*** Given entries Section Begins ***

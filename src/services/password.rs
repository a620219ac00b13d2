//! Argon2id password hashing.
//!
//! Hashing is deliberately expensive, so both operations run on the blocking
//! thread pool instead of the async runtime.

use argon2::{
    Algorithm, Argon2, Params, Version,
    password_hash::{PasswordHash, PasswordHasher, PasswordVerifier, SaltString, rand_core::OsRng},
};
use thiserror::Error;
use tokio::task;

use crate::config::SecurityConfig;

#[derive(Debug, Error)]
pub enum HashError {
    #[error("Invalid Argon2 params: {0}")]
    Params(String),

    #[error("Failed to hash password: {0}")]
    Hash(String),

    #[error("Invalid password hash format: {0}")]
    MalformedDigest(String),

    #[error("Password hashing task panicked: {0}")]
    Join(#[from] task::JoinError),
}

#[derive(Debug, Clone)]
pub struct Argon2Hasher {
    params: Params,
}

impl Argon2Hasher {
    pub fn new(memory_cost_kib: u32, time_cost: u32, parallelism: u32) -> Result<Self, HashError> {
        let params = Params::new(memory_cost_kib, time_cost, parallelism, None)
            .map_err(|e| HashError::Params(e.to_string()))?;
        Ok(Self { params })
    }

    pub fn from_config(config: &SecurityConfig) -> Result<Self, HashError> {
        Self::new(
            config.argon2_memory_cost_kib,
            config.argon2_time_cost,
            config.argon2_parallelism,
        )
    }

    fn argon2(&self) -> Argon2<'static> {
        Argon2::new(Algorithm::Argon2id, Version::V0x13, self.params.clone())
    }

    /// Salted one-way digest in PHC string format.
    pub fn hash_blocking(&self, plaintext: &str) -> Result<String, HashError> {
        let salt = SaltString::generate(&mut OsRng);
        let hash = self
            .argon2()
            .hash_password(plaintext.as_bytes(), &salt)
            .map_err(|e| HashError::Hash(e.to_string()))?;
        Ok(hash.to_string())
    }

    /// `Ok(false)` on mismatch; errors only when `digest` is not a PHC string.
    /// Parameters are taken from the digest, so older hashes keep verifying.
    pub fn verify_blocking(&self, plaintext: &str, digest: &str) -> Result<bool, HashError> {
        let parsed =
            PasswordHash::new(digest).map_err(|e| HashError::MalformedDigest(e.to_string()))?;
        Ok(self
            .argon2()
            .verify_password(plaintext.as_bytes(), &parsed)
            .is_ok())
    }

    pub async fn hash(&self, plaintext: &str) -> Result<String, HashError> {
        let hasher = self.clone();
        let plaintext = plaintext.to_string();
        task::spawn_blocking(move || hasher.hash_blocking(&plaintext)).await?
    }

    pub async fn verify(&self, plaintext: &str, digest: &str) -> Result<bool, HashError> {
        let hasher = self.clone();
        let plaintext = plaintext.to_string();
        let digest = digest.to_string();
        task::spawn_blocking(move || hasher.verify_blocking(&plaintext, &digest)).await?
    }
}

#[cfg(test)]
mod tests {
    use super::*;

    fn hasher() -> Argon2Hasher {
        Argon2Hasher::new(64, 1, 1).unwrap()
    }

    #[test]
    fn test_hash_is_salted_phc_string() {
        let h = hasher();
        let a = h.hash_blocking("password123").unwrap();
        let b = h.hash_blocking("password123").unwrap();

        assert!(a.starts_with("$argon2id$"));
        assert_ne!(a, b);
    }

    #[test]
    fn test_verify_matches_and_mismatches() {
        let h = hasher();
        let digest = h.hash_blocking("password123").unwrap();

        assert!(h.verify_blocking("password123", &digest).unwrap());
        assert!(!h.verify_blocking("password124", &digest).unwrap());
    }

    #[test]
    fn test_verify_rejects_malformed_digest() {
        let err = hasher().verify_blocking("password123", "not-a-hash").unwrap_err();
        assert!(matches!(err, HashError::MalformedDigest(_)));
    }

    #[test]
    fn test_invalid_params_are_rejected() {
        assert!(matches!(
            Argon2Hasher::new(1, 1, 1),
            Err(HashError::Params(_))
        ));
    }

    #[test]
    fn test_verify_uses_params_from_digest() {
        let digest = Argon2Hasher::new(128, 2, 1)
            .unwrap()
            .hash_blocking("password123")
            .unwrap();

        assert!(hasher().verify_blocking("password123", &digest).unwrap());
    }

    #[tokio::test]
    async fn test_async_round_trip() {
        let h = hasher();
        let digest = h.hash("password123").await.unwrap();
        assert!(h.verify("password123", &digest).await.unwrap());
    }
}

*** Given entries Section Ends ***

• _The task_: The task calls for all the records above to be repeated exactly.

• _Answer to the problem_:
filename src/services/password.rs
repository a620219ac00b13d2
//! Argon2id password hashing.
//!
//! Hashing is deliberately expensive, so both operations run on the blocking
//! thread pool instead of the async runtime.

use argon2::{
    Algorithm, Argon2, Params, Version,
    password_hash::{PasswordHash, PasswordHasher, PasswordVerifier, SaltString, rand_core::OsRng},
};
use thiserror::Error;
use tokio::task;

use crate::config::SecurityConfig;

#[derive(Debug, Error)]
pub enum HashError {
    #[error("Invalid Argon2 params: {0}")]
    Params(String),

    #[error("Failed to hash password: {0}")]
    Hash(String),

    #[error("Invalid password hash format: {0}")]
    MalformedDigest(String),

    #[error("Password hashing task panicked: {0}")]
    Join(#[from] task::JoinError),
}

#[derive(Debug, Clone)]
pub struct Argon2Hasher {
    params: Params,
}

impl Argon2Hasher {
    pub fn new(memory_cost_kib: u32, time_cost: u32, parallelism: u32) -> Result<Self, HashError> {
        let params = Params::new(memory_cost_kib, time_cost, parallelism, None)
            .map_err(|e| HashError::Params(e.to_string()))?;
        Ok(Self { params })
    }

    pub fn from_config(config: &SecurityConfig) -> Result<Self, HashError> {
        Self::new(
            config.argon2_memory_cost_kib,
            config.argon2_time_cost,
            config.argon2_parallelism,
        )
    }

    fn argon2(&self) -> Argon2<'static> {
        Argon2::new(Algorithm::Argon2id, Version::V0x13, self.params.clone())
    }

    /// Salted one-way digest in PHC string format.
    pub fn hash_blocking(&self, plaintext: &str) -> Result<String, HashError> {
        let salt = SaltString::generate(&mut OsRng);
        let hash = self
            .argon2()
            .hash_password(plaintext.as_bytes(), &salt)
            .map_err(|e| HashError::Hash(e.to_string()))?;
        Ok(hash.to_string())
    }

    /// `Ok(false)` on mismatch; errors only when `digest` is not a PHC string.
    /// Parameters are taken from the digest, so older hashes keep verifying.
    pub fn verify_blocking(&self, plaintext: &str, digest: &str) -> Result<bool, HashError> {
        let parsed =
            PasswordHash::new(digest).map_err(|e| HashError::MalformedDigest(e.to_string()))?;
        Ok(self
            .argon2()
            .verify_password(plaintext.as_bytes(), &parsed)
            .is_ok())
    }

    pub async fn hash(&self, plaintext: &str) -> Result<String, HashError> {
        let hasher = self.clone();
        let plaintext = plaintext.to_string();
        task::spawn_blocking(move || hasher.hash_blocking(&plaintext)).await?
    }

    pub async fn verify(&self, plaintext: &str, digest: &str) -> Result<bool, HashError> {
        let hasher = self.clone();
        let plaintext = plaintext.to_string();
        let digest = digest.to_string();
        task::spawn_blocking(move || hasher.verify_blocking(&plaintext, &digest)).await?
    }
}

#[cfg(test)]
mod tests {
    use super::*;

    fn hasher() -> Argon2Hasher {
        Argon2Hasher::new(64, 1, 1).unwrap()
    }

    #[test]
    fn test_hash_is_salted_phc_string() {
        let h = hasher();
        let a = h.hash_blocking("password123").unwrap();
        let b = h.hash_blocking("password123").unwrap();

        assert!(a.starts_with("$argon2id$"));
        assert_ne!(a, b);
    }

    #[test]
    fn test_verify_matches_and_mismatches() {
        let h = hasher();
        let digest = h.hash_blocking("password123").unwrap();

        assert!(h.verify_blocking("password123", &digest).unwrap());
        assert!(!h.verify_blocking("password124", &digest).unwrap());
    }

    #[test]
    fn test_verify_rejects_malformed_digest() {
        let err = hasher().verify_blocking("password123", "not-a-hash").unwrap_err();
        assert!(matches!(err, HashError::MalformedDigest(_)));
    }

    #[test]
    fn test_invalid_params_are_rejected() {
        assert!(matches!(
            Argon2Hasher::new(1, 1, 1),
            Err(HashError::Params(_))
        ));
    }

    #[test]
    fn test_verify_uses_params_from_digest() {
        let digest = Argon2Hasher::new(128, 2, 1)
            .unwrap()
            .hash_blocking("password123")
            .unwrap();

        assert!(hasher().verify_blocking("password123", &digest).unwrap());
    }

    #[tokio::test]
    async fn test_async_round_trip() {
        let h = hasher();
        let digest = h.hash("password123").await.unwrap();
        assert!(h.verify("password123", &digest).await.unwrap());
    }
}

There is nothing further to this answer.